Deux candidates à la primaire écologiste, Delphine Batho et Sandrine Rousseau, présentent la décroissance comme une solution à la crise climatique.

Source : Le Monde. Les décodeurs https://www.lemonde.fr/les-decodeur...[default]-[android]

Par Maxime Ferrer

Le mot n’apparaît nulle part dans le « projet 2022 », document de quatre-vingts pages esquissant le programme d’Europe Ecologie-Les Verts (EELV) pour la prochaine élection présidentielle. Pourtant, deux candidates à la primaire écologiste, Delphine Batho et Sandrine Rousseau, ont évoqué la décroissance comme solution à la crise climatique.
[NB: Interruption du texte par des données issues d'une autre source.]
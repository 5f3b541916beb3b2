pub mod config;
pub mod error;
pub mod experiment;
pub mod intake;
pub mod list;
pub mod recorder;
pub mod runner;
pub mod storage;
pub mod surface;
pub mod task;

pub use config::{ConditionConfig, ExperimentConfig, KeyConfig, TaskKind, TimingConfig};
pub use error::{ExperimentError, Result};
pub use experiment::{RunOutcome, RunReport, run_configured, run_experiment};
pub use intake::{
    FieldKind, IntakeForm, IntakeOutcome, IntakePrompt, ParticipantInfo, PromptField, Question,
    RunMetadata, collect_participant_info,
};
pub use list::{StimulusListBuilder, flip_count};
pub use recorder::{ConditionSummary, ResponseRecorder, Summary};
pub use runner::{RunnerTiming, TrialRunner, feedback_message};
pub use storage::{CsvStore, ExperimentFiles, ResponseSink};
pub use surface::{Frame, Surface, SurfaceError};
pub use task::{ImageSorting, Task, WordRecognition};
Alors que Yannick Jadot préfère prôner une « croissance verte » et qu’Eric Piolle se déclare « ni pour ni contre la croissance », ce concept politique et philosophique, davantage qu’économique, devrait alimenter les débats entre les candidats.

Contre la croissance comme indicateur de bien-être

C’est dans les années 1970 qu’émerge le concept de décroissance. Le terme n’est pas pris dans son sens littéral (« état de ce qui décroît », c’est-à-dire qui diminue). Il s’agit plutôt de s’opposer à la croissance économique, en tant que but à suivre ou indicateur de bien-être.

Son origine est attribuée au rapport Meadows, publié en 1972 par le Club de Rome, un groupe de réflexion international. Intitulé The Limits to Growth (traduit en français sous le titre Halte à la croissance ?), ce document prédit l’effondrement inéluctable d’une civilisation dont la population, l’activité économique et les impacts sur l’environnement seraient en perpétuelle croissance.

« La croissance exponentielle de la population et du capital [sera] inévitablement suivie d’un effondrement [si] nous ne supposons aucun changement au système actuel »

Les auteurs du rapport ont créé un modèle simulant l’évolution à long terme de cinq indicateurs (population, alimentation, production industrielle, ressources naturelles non renouvelables, pollution). Ils montrent ensuite que « le comportement de base du système mondial est la croissance exponentielle de la population et du capital », qui sera inévitablement « suivi d’un effondrement » si « nous ne supposons aucun changement au système actuel, même si nous faisons l’hypothèse de nombreux progrès technologiques ». En clair, la finitude de la Terre – où les ressources naturelles, surfaces habitables ou agricoles sont limitées – empêchera à long terme de profiter d’une croissance permanente de la population, de l’économie ou de l’exploitation de ces ressources.

Les auteurs préconisent alors, pour les pays riches, de mettre un frein à la croissance pour atteindre un équilibre global et stable. Les pays en développement, eux, devraient poursuivre leur croissance pour couvrir leurs besoins essentiels jusqu’à atteindre aussi un niveau d’équilibre.

Le rapport Meadows a connu un certain retentissement lors de sa sortie avant de sombrer dans l’oubli avec l’avènement des crises pétrolières et la récession économique au tournant des années 1980, qui ont temporairement mis à mal les prédictions du modèle.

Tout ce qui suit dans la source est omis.